According to an online survey given to Chapman students, 100% of respondents agreed that it is important to be engaged and aware of current events. However, 82% of respondents claimed that the Chapman student body is mostly unaware of current events.
Most students, even those behind on current events, know it’s important.
“It's important to be aware of current events because they affect the lives of so many people and it can help people gain an understanding of the world,” said Claire Wright, junior creative writing student.
But for other students, the issues of student ignorance reaps a heavier consequence.
“Chapman students should be asking the questions that get to the roots of problems,” said senior strategic corporate communications student Haley Strickland. “Systems of power control our media. Having reliable sources of information is important. Chapman students should be aware of this, and demand this sort of information from those systems of power.”
For Wright, this student apathy can be chalked up to the small universe students operate within.
“Historically, many college campuses are usually very interested and involved in current events and politics.
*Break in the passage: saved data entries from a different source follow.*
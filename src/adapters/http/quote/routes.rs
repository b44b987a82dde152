//! HTTP routes for quote endpoints.

use axum::{
    routing::{get, post, put},
    Router,
};

use super::handlers::{
    close_wizard, estimate_quote, get_wizard, next_step, previous_step, reset_wizard,
    start_wizard, submit_quote, toggle_compliance, update_answers, QuoteHandlers,
};

/// Creates the quote router, mounted under `/api/quote`.
pub fn quote_routes(handlers: QuoteHandlers) -> Router {
    Router::new()
        .route("/estimate", post(estimate_quote))
        .route("/wizards", post(start_wizard))
        .route("/wizards/:id", get(get_wizard).delete(close_wizard))
        .route("/wizards/:id/answers", put(update_answers))
        .route("/wizards/:id/compliance/:need", post(toggle_compliance))
        .route("/wizards/:id/next", post(next_step))
        .route("/wizards/:id/back", post(previous_step))
        .route("/wizards/:id/submit", post(submit_quote))
        .route("/wizards/:id/reset", post(reset_wizard))
        .with_state(handlers)
}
Chapman? Not so much… Maybe it's because we live in a tiny Chapman bubble,” said Wright.
But not all students agree that Chapman students are fully unaware. For sophomore business student April Tran, the issues lies within a lack student engagement in social issues rather than lack of awareness.
“I believe Chapman's student body is aware of current events but not necessarily fully engaged in them in regards to participating in active conversation and action,” said Tran, a board member of Chapman University Young Democrats.
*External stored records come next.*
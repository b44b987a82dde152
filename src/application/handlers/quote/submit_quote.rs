//! SubmitQuoteHandler - Validates, dispatches and finalizes a quote request.
//!
//! Opening the submission is a single atomic store update, so two requests
//! racing on the same wizard cannot both dispatch. Dispatch and the
//! recording of its outcome run in a task of their own: if the HTTP request
//! is dropped (client gone, request timeout) the ticket is still settled and
//! the wizard never stays pending. No store lock is held while the intake
//! system is called, and a reset that lands in between voids the ticket so
//! the late outcome is rejected.

use std::sync::Arc;

use tracing::Instrument;

use crate::domain::foundation::{DomainError, ErrorCode, WizardId};
use crate::domain::pricing::PricingResult;
use crate::domain::quote::QuoteWizard;
use crate::ports::{ConsultationDispatcher, ConsultationRequest, DispatchReceipt, WizardStore};

use super::{update_wizard, QuoteHandlerError};

#[derive(Debug, Clone)]
pub struct SubmitQuoteCommand {
    pub wizard_id: WizardId,
}

#[derive(Debug, Clone)]
pub struct SubmitQuoteResult {
    pub wizard: QuoteWizard,
    pub pricing: PricingResult,
    pub receipt: DispatchReceipt,
}

pub struct SubmitQuoteHandler {
    store: Arc<dyn WizardStore>,
    dispatcher: Arc<dyn ConsultationDispatcher>,
}

impl SubmitQuoteHandler {
    pub fn new(store: Arc<dyn WizardStore>, dispatcher: Arc<dyn ConsultationDispatcher>) -> Self {
        Self { store, dispatcher }
    }

    #[tracing::instrument(skip(self), fields(wizard_id = %cmd.wizard_id))]
    pub async fn handle(&self, cmd: SubmitQuoteCommand) -> Result<SubmitQuoteResult, QuoteHandlerError> {
        // 1. Open the submission; field errors from a failed validation are kept
        let (_, begun) = update_wizard(self.store.as_ref(), cmd.wizard_id, |wizard| {
            wizard.begin_submission()
        })
        .await?;
        let request = ConsultationRequest::from(begun?);

        // 2. Dispatch and settle the ticket outside the request future
        let store = Arc::clone(&self.store);
        let dispatcher = Arc::clone(&self.dispatcher);
        let wizard_id = cmd.wizard_id;
        let settle = tokio::spawn(
            async move {
                dispatch_and_settle(store.as_ref(), dispatcher.as_ref(), wizard_id, request).await
            }
            .in_current_span(),
        );

        settle.await.map_err(|err| {
            tracing::error!(error = %err, "Submission task did not complete");
            QuoteHandlerError::Storage(DomainError::new(
                ErrorCode::InternalError,
                "Submission task did not complete",
            ))
        })?
    }
}

async fn dispatch_and_settle(
    store: &dyn WizardStore,
    dispatcher: &dyn ConsultationDispatcher,
    wizard_id: WizardId,
    request: ConsultationRequest,
) -> Result<SubmitQuoteResult, QuoteHandlerError> {
    let submission_id = request.submission_id;
    tracing::info!(submission_id = %submission_id, "Dispatching consultation request");
    let outcome = dispatcher.dispatch(&request).await;

    match outcome {
        Ok(receipt) => {
            let (wizard, completed) = update_wizard(store, wizard_id, |wizard| {
                wizard.complete_submission(submission_id)
            })
            .await?;
            let pricing = completed.map_err(|err| {
                tracing::warn!(
                    submission_id = %submission_id,
                    error = %err,
                    "Acknowledged submission no longer pending"
                );
                err
            })?;
            tracing::info!(
                submission_id = %submission_id,
                reference = ?receipt.reference,
                monthly_price = pricing.monthly_price,
                "Quote request submitted"
            );
            Ok(SubmitQuoteResult {
                wizard,
                pricing,
                receipt,
            })
        }
        Err(err) => {
            tracing::warn!(
                submission_id = %submission_id,
                error = %err,
                "Consultation dispatch failed"
            );
            let reason = err.user_message();
            let (_, failed) = update_wizard(store, wizard_id, |wizard| {
                wizard.fail_submission(submission_id, reason)
            })
            .await?;
            failed?;
            Err(QuoteHandlerError::Dispatch(err))
        }
    }
}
Students lack of involvement was demonstrated in the last Student Government Association elections. According to www.thepantheronline.com, only 18% of students voted in the elections this semester.
But students’ unengaged tendencies are not rendered hopeless.
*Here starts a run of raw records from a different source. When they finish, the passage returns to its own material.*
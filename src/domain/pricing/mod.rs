//! Pricing domain module.
//!
//! Static lookup tables and the quote estimator built on them.
//!
//! # Module Structure
//!
//! - `tier` - Slider positions and their range bands
//! - `industry` - Per-industry starting figures
//! - `add_on` - Optional add-ons and their flat contributions
//! - `estimator` - The pricing calculation

mod add_on;
mod estimator;
mod industry;
mod tier;

pub use add_on::{total_delta, AddOnDelta, AddOnId};
pub use estimator::{estimate, PricingResult};
pub use industry::{Industry, IndustryPricing};
pub use tier::{TierPosition, TierRange, TierTable};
Many of the students who agree that their peers are generally uninvolved have offered advice to change these behaviors.
“I am a member of College Republicans at Chapman and when you're around like-minded people who also pay attention to current events, it's easier to learn new things,” said Wright.
But on a larger scale, students have encouraged Chapman University to integrate social engagement into required general education curriculum.
“As an organization, Chapman can create a new GE requirement to take some kind of diversity, political science, or sociology related course and continue encouraging club involvement among students,” said Tran.
As Chapman students have called for their peers to become more aware and engaged, they encourage students to vote, get involved with civic engagement, and read the news.
Tran noted: “It’s so important to be aware and involved. Bring about change towards what you believe in.”